=== PROBLEM TO SOLVE ===
Every line of the following records that includes "unless" should be copied.
BEGIN GIVEN DATA
use std::time::Instant;

use super::{commands, Radio};
use crate::error::{Error, Result};
use crate::link::{OutputUpdate, Transport};
use crate::types::RadioState;

impl<T: Transport> Radio<T> {
    /// Send a payload to the address opened with
    /// [`open_tx_pipe()`](Radio::open_tx_pipe).
    ///
    /// Exactly one payload is in flight at a time: if a previous send is
    /// still pending, this first waits (bounded by the configured send
    /// timeout) for a "data sent" or "max retransmits" event. The payload is
    /// zero-padded, or truncated, to the fixed payload length.
    pub fn send(&mut self, buf: &[u8]) -> Result<()> {
        if self.state == RadioState::Tx {
            self.wait_tx_done()?;
        }

        self.link.set_outputs(OutputUpdate::new().aux(false))?;
        self.as_tx()?;
        self.flush_tx()?;

        let length = buf.len().min(self.payload_length as usize);
        let mut frame = Vec::with_capacity(length + 1);
        frame.push(commands::W_TX_PAYLOAD);
        frame.extend_from_slice(&buf[..length]);
        self.link
            .cs_transfer(&frame, self.payload_length as usize + 1)?;

        self.link.set_outputs(OutputUpdate::new().aux(true))
    }

    /// Is the radio still working on the last [`send()`](Radio::send)?
    ///
    /// A single, non-blocking probe; the link is far too slow for a spin
    /// wait to be useful here. Issues no wire traffic at all unless a
    /// transmission was commanded. On completion (sent or given up) the
    /// radio is put back in receive mode.
    pub fn is_sending(&mut self) -> Result<bool> {
        if self.state != RadioState::Tx {
            return Ok(false);
        }
        let status = self.status()?;
        if status.tx_ds() || status.tx_df() {
            self.as_rx()?;
            return Ok(false);
        }
        Ok(true)
    }

    /// Poll STATUS until the pending transmission ends, or the send timeout
    /// elapses with [`Error::TxTimeout`].
    fn wait_tx_done(&mut self) -> Result<()> {
        let deadline = Instant::now() + self.send_timeout;
        loop {
            let status = self.status()?;
            if status.tx_ds() || status.tx_df() {
                return Ok(());
            }
            if Instant::now() >= deadline {
                return Err(Error::TxTimeout);
            }
        }
    }
}
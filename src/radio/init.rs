use super::{registers, Radio};
use crate::error::Result;
use crate::link::Transport;

impl<T: Transport> Radio<T> {
    /// Apply the channel and payload configuration, then start listening.
    ///
    /// Call once after the addresses are set and before any send/receive.
    pub fn init(&mut self) -> Result<()> {
        self.config_register(registers::RF_CH, self.channel)?;

        // fixed payload length for both pipes
        self.config_register(registers::RX_PW_P0, self.payload_length)?;
        self.config_register(registers::RX_PW_P1, self.payload_length)?;

        self.as_rx()?;
        self.flush_rx()?;
        log::debug!(
            "radio initialized: channel {}, payload length {}",
            self.channel,
            self.payload_length
        );
        Ok(())
    }

    /// Tune to another RF channel (2400 + n MHz). Clamped to 0..=127.
    pub fn set_channel(&mut self, channel: u8) -> Result<()> {
        let channel = channel.min(127);
        self.config_register(registers::RF_CH, channel)?;
        self.channel = channel;
        Ok(())
    }

    /// Read the channel back from the chip.
    pub fn get_channel(&mut self) -> Result<u8> {
        let response = self.read_register(registers::RF_CH, 1)?;
        Ok(response[0])
    }

    /// Change the fixed payload length for pipes 0 and 1. Clamped to 1..=15.
    pub fn set_payload_length(&mut self, length: u8) -> Result<()> {
        let length = length.clamp(1, 15);
        self.config_register(registers::RX_PW_P0, length)?;
        self.config_register(registers::RX_PW_P1, length)?;
        self.payload_length = length;
        Ok(())
    }

    /// The configured fixed payload length.
    pub fn payload_length(&self) -> u8 {
        self.payload_length
    }
}

/////////////////////////////////////////////////////////////////////////////////
/// unit tests
#[cfg(test)]
mod test {
    use crate::test::mk_radio;
    use crate::{wire_test_expects, RadioConfig, RadioState};

    #[test]
    fn init_sequence() {
        let (writes, reads) = wire_test_expects![
            // RF_CH <- 23
            ([0x02, 0x11, 0x25, 23, 0x03], [0x01, 0x01, 0x0E, 0x00, 0x01]),
            // RX_PW_P0 <- 15
            ([0x02, 0x11, 0x31, 15, 0x03], [0x01, 0x01, 0x0E, 0x00, 0x01]),
            // RX_PW_P1 <- 15
            ([0x02, 0x11, 0x32, 15, 0x03], [0x01, 0x01, 0x0E, 0x00, 0x01]),
            // as_rx(): CE low
            ([0x41], [0x01]),
            // CONFIG <- EN_CRC | PWR_UP | PRIM_RX
            ([0x02, 0x11, 0x20, 0x0B, 0x03], [0x01, 0x01, 0x0E, 0x00, 0x01]),
            // CE high
            ([0x43], [0x01]),
            // clear tx_ds/tx_df events
            ([0x02, 0x11, 0x27, 0x30, 0x03], [0x01, 0x01, 0x0E, 0x00, 0x01]),
            // flush_rx()
            ([0x02, 0x10, 0xE2, 0x03], [0x01, 0x01, 0x0E, 0x01]),
        ];
        let (mut radio, transport) = mk_radio(&RadioConfig::default(), &writes, &reads);
        radio.init().unwrap();
        assert_eq!(radio.state(), RadioState::Rx);
        transport.done();
    }

    #[test]
    fn set_channel_clamps() {
        let (writes, reads) = wire_test_expects![
            // RF_CH <- 127
            ([0x02, 0x11, 0x25, 127, 0x03], [0x01, 0x01, 0x0E, 0x00, 0x01]),
        ];
        let (mut radio, transport) = mk_radio(&RadioConfig::default(), &writes, &reads);
        radio.set_channel(0xFF).unwrap();
        transport.done();
    }

    #[test]
    fn get_channel() {
        let (writes, reads) = wire_test_expects![
            ([0x02, 0x11, 0x05, 0x00, 0x03], [0x01, 0x01, 0x0E, 76, 0x01]),
        ];
        let (mut radio, transport) = mk_radio(&RadioConfig::default(), &writes, &reads);
        assert_eq!(radio.get_channel().unwrap(), 76);
        transport.done();
    }

    #[test]
    fn set_payload_length() {
        let (writes, reads) = wire_test_expects![
            ([0x02, 0x11, 0x31, 8, 0x03], [0x01, 0x01, 0x0E, 0x00, 0x01]),
            ([0x02, 0x11, 0x32, 8, 0x03], [0x01, 0x01, 0x0E, 0x00, 0x01]),
        ];
        let (mut radio, transport) = mk_radio(&RadioConfig::default(), &writes, &reads);
        radio.set_payload_length(8).unwrap();
        assert_eq!(radio.payload_length(), 8);
        transport.done();
    }
}
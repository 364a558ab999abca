use std::time::Duration;

/// Session configuration for a [`Radio`](crate::radio::Radio).
///
/// Follows a builder pattern; start from [`RadioConfig::default`] and chain
/// the `with_*` setters:
/// ```
/// use nrf24bp::RadioConfig;
/// let config = RadioConfig::default().with_channel(42).with_payload_length(8);
/// ```
#[derive(Clone, Copy, Debug)]
pub struct RadioConfig {
    channel: u8,
    payload_length: u8,
    send_timeout: Duration,
}

impl Default for RadioConfig {
    /// | field | default |
    /// |------:|:--------|
    /// | [`RadioConfig::channel()`] | `23` |
    /// | [`RadioConfig::payload_length()`] | `15` |
    /// | [`RadioConfig::send_timeout()`] | 1 second |
    fn default() -> Self {
        Self {
            channel: 23,
            payload_length: 15,
            send_timeout: Duration::from_secs(1),
        }
    }
}

impl RadioConfig {
    /// The RF channel (2400 + n MHz). Clamped to 0..=127.
    pub fn with_channel(mut self, channel: u8) -> Self {
        self.channel = channel.min(127);
        self
    }

    pub fn channel(&self) -> u8 {
        self.channel
    }

    /// The fixed payload length used for pipes 0 and 1.
    ///
    /// Clamped to 1..=15: the Bus Pirate moves at most 16 bytes per bulk
    /// transfer and the payload instruction byte rides in the same frame.
    pub fn with_payload_length(mut self, length: u8) -> Self {
        self.payload_length = length.clamp(1, 15);
        self
    }

    pub fn payload_length(&self) -> u8 {
        self.payload_length
    }

    /// How long [`send()`](crate::radio::Radio::send) may wait for a pending
    /// transmission before giving up with
    /// [`Error::TxTimeout`](crate::Error::TxTimeout).
    pub fn with_send_timeout(mut self, timeout: Duration) -> Self {
        self.send_timeout = timeout;
        self
    }

    pub fn send_timeout(&self) -> Duration {
        self.send_timeout
    }
}

#[cfg(test)]
mod test {
    use super::RadioConfig;

    #[test]
    fn clamps() {
        let config = RadioConfig::default()
            .with_channel(200)
            .with_payload_length(32);
        assert_eq!(config.channel(), 127);
        assert_eq!(config.payload_length(), 15);
        let config = config.with_payload_length(0);
        assert_eq!(config.payload_length(), 1);
    }

    #[test]
    fn defaults() {
        let config = RadioConfig::default();
        assert_eq!(config.channel(), 23);
        assert_eq!(config.payload_length(), 15);
    }
}
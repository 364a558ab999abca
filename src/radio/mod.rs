//! The nRF24L01 device driver, built on [`SpiLink`].
//!
//! Wiring convention: the Bus Pirate's CS line drives the radio's CSN pin
//! and the AUX line drives CE. Every chip transaction goes through
//! [`SpiLink::cs_transfer`]; CE is dropped around address and mode writes
//! so the chip latches them in its configuration context.

pub(crate) mod bit_fields;
pub mod constants;
mod config;
mod fifo;
mod init;
mod pipe;
mod power;
mod radio;

pub use config::RadioConfig;
pub use constants::{commands, mnemonics, registers, ADDRESS_LENGTH};

use std::time::Duration;

use crate::error::Result;
use crate::link::{OutputUpdate, SpiConfig, SpiLink, Transport};
use crate::types::{RadioState, StatusFlags};

/// An nRF24L01 behind a Bus Pirate binary SPI link.
///
/// Constructed in [`RadioState::PowerDown`]; call
/// [`set_bus_power(true)`](Radio::set_bus_power), set addresses, then
/// [`init()`](Radio::init) before sending or receiving.
pub struct Radio<T: Transport> {
    link: SpiLink<T>,
    payload_length: u8,
    channel: u8,
    send_timeout: Duration,
    state: RadioState,
}

impl<T: Transport> Radio<T> {
    /// Take ownership of an opened link and apply the radio's bus settings
    /// (CKP=0, CKE=1, SMP=0; CSN high, CE low).
    pub fn new(link: SpiLink<T>, config: &RadioConfig) -> Result<Radio<T>> {
        let mut radio = Radio {
            link,
            payload_length: config.payload_length(),
            channel: config.channel(),
            send_timeout: config.send_timeout(),
            state: RadioState::PowerDown,
        };
        radio.link.set_spi_config(SpiConfig::radio_default())?;
        radio
            .link
            .set_outputs(OutputUpdate::new().cs(true).aux(false))?;
        Ok(radio)
    }

    /// Convenience constructor: [`SpiLink::open`] followed by [`Radio::new`].
    pub fn open(transport: T, config: &RadioConfig) -> Result<Radio<T>> {
        Radio::new(SpiLink::open(transport)?, config)
    }

    /// The mode this driver last commanded the radio into.
    pub fn state(&self) -> RadioState {
        self.state
    }

    /// Tear the driver down, returning the link.
    pub fn into_link(self) -> SpiLink<T> {
        self.link
    }

    /// Switch the Bus Pirate's power supplies feeding the radio.
    ///
    /// The radio needs this before [`init()`](Radio::init) unless it is
    /// powered externally.
    pub fn set_bus_power(&mut self, on: bool) -> Result<()> {
        self.link.set_outputs(OutputUpdate::new().power(on))
    }

    /// Read `len` bytes from a configuration register.
    pub fn read_register(&mut self, reg: u8, len: usize) -> Result<Vec<u8>> {
        let instruction = commands::R_REGISTER | (reg & commands::REGISTER_MASK);
        let mut response = self.link.cs_transfer(&[instruction], len + 1)?;
        // the first byte is clocked back while the instruction goes out
        response.remove(0);
        Ok(response)
    }

    /// Write one or more bytes to a configuration register.
    pub fn write_register(&mut self, reg: u8, data: &[u8]) -> Result<()> {
        let mut frame = Vec::with_capacity(data.len() + 1);
        frame.push(commands::W_REGISTER | (reg & commands::REGISTER_MASK));
        frame.extend_from_slice(data);
        self.link.cs_transfer(&frame, 0)?;
        Ok(())
    }

    /// Write a single byte to a configuration register.
    fn config_register(&mut self, reg: u8, value: u8) -> Result<()> {
        self.write_register(reg, &[value])
    }

    /// Issue a bare instruction (FLUSH_RX, FLUSH_TX, ...).
    fn command(&mut self, opcode: u8) -> Result<()> {
        self.link.cs_transfer(&[opcode], 0)?;
        Ok(())
    }

    /// Read the radio's STATUS register.
    pub fn status(&mut self) -> Result<StatusFlags> {
        let response = self.read_register(registers::STATUS, 1)?;
        Ok(StatusFlags::from_bits(response[0]))
    }
}
#![doc = include_str!("../README.md")]
//!
//! ## Link API
//!
//! - [`SpiLink::open()`](link/struct.SpiLink.html#method.open)
//! - [`SpiLink::set_outputs()`](link/struct.SpiLink.html#method.set_outputs)
//! - [`SpiLink::set_spi_config()`](link/struct.SpiLink.html#method.set_spi_config)
//! - [`SpiLink::transfer()`](link/struct.SpiLink.html#method.transfer)
//! - [`SpiLink::cs_transfer()`](link/struct.SpiLink.html#method.cs_transfer)
//! - [`SpiLink::close()`](link/struct.SpiLink.html#method.close)
//!
//! ## Radio API
//!
//! - [`Radio::new()`](radio/struct.Radio.html#method.new)
//! - [`Radio::open()`](radio/struct.Radio.html#method.open)
//! - [`Radio::set_bus_power()`](radio/struct.Radio.html#method.set_bus_power)
//! - [`Radio::open_rx_pipe()`](radio/struct.Radio.html#method.open_rx_pipe)
//! - [`Radio::open_tx_pipe()`](radio/struct.Radio.html#method.open_tx_pipe)
//! - [`Radio::init()`](radio/struct.Radio.html#method.init)
//! - [`Radio::available()`](radio/struct.Radio.html#method.available)
//! - [`Radio::read()`](radio/struct.Radio.html#method.read)
//! - [`Radio::send()`](radio/struct.Radio.html#method.send)
//! - [`Radio::is_sending()`](radio/struct.Radio.html#method.is_sending)
//! - [`Radio::as_rx()`](radio/struct.Radio.html#method.as_rx)
//! - [`Radio::as_tx()`](radio/struct.Radio.html#method.as_tx)
//! - [`Radio::power_down()`](radio/struct.Radio.html#method.power_down)

mod error;
pub mod link;
pub mod radio;
mod types;

pub use error::{Error, Result};
pub use link::{OutputUpdate, SpiLink};
pub use radio::{Radio, RadioConfig};
pub use types::{RadioState, StatusFlags};
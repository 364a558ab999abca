//! Types shared between the link and radio layers.

use core::fmt::{Display, Formatter, Result};

use bitfield_struct::bitfield;

/// The radio's mode as last commanded by this driver.
///
/// This mirrors, but does not replace, the chip's own CONFIG/STATUS
/// registers: the chip is ground truth, this enum is the local hint used to
/// decide whether a pending-transmission check is meaningful.
#[derive(Clone, Copy, Debug, PartialEq, Eq)]
pub enum RadioState {
    /// The radio is powered down (PWR_UP cleared).
    PowerDown,
    /// The radio is listening (PRIM_RX set).
    Rx,
    /// The radio was last commanded to transmit.
    Tx,
}

impl Display for RadioState {
    fn fmt(&self, f: &mut Formatter<'_>) -> Result {
        match self {
            RadioState::PowerDown => write!(f, "PowerDown"),
            RadioState::Rx => write!(f, "Rx"),
            RadioState::Tx => write!(f, "Tx"),
        }
    }
}

/// A decoded view of the radio's STATUS register.
#[bitfield(u8, new = false, order = Msb)]
pub struct StatusFlags {
    #[bits(1)]
    _padding: u8,

    /// Is there RX data ready to read?
    #[bits(1, access = RO)]
    pub rx_dr: bool,

    /// Was TX data sent (or auto-acknowledged)?
    #[bits(1, access = RO)]
    pub tx_ds: bool,

    /// Did a transmission fail after the maximum number of retransmits?
    #[bits(1, access = RO)]
    pub tx_df: bool,

    /// The pipe number holding the next available RX payload (7 if none).
    #[bits(3, access = RO)]
    pub rx_pipe: u8,

    /// Is the TX FIFO full?
    #[bits(1, access = RO)]
    pub tx_full: bool,
}

impl Display for StatusFlags {
    fn fmt(&self, f: &mut Formatter<'_>) -> Result {
        write!(
            f,
            "StatusFlags rx_dr: {}, tx_ds: {}, tx_df: {}",
            self.rx_dr(),
            self.tx_ds(),
            self.tx_df()
        )
    }
}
END GIVEN DATA
=== ANSWER AREA ===
    /// wait to be useful here. Issues no wire traffic at all unless a
    /// The radio needs this before [`init()`](Radio::init) unless it is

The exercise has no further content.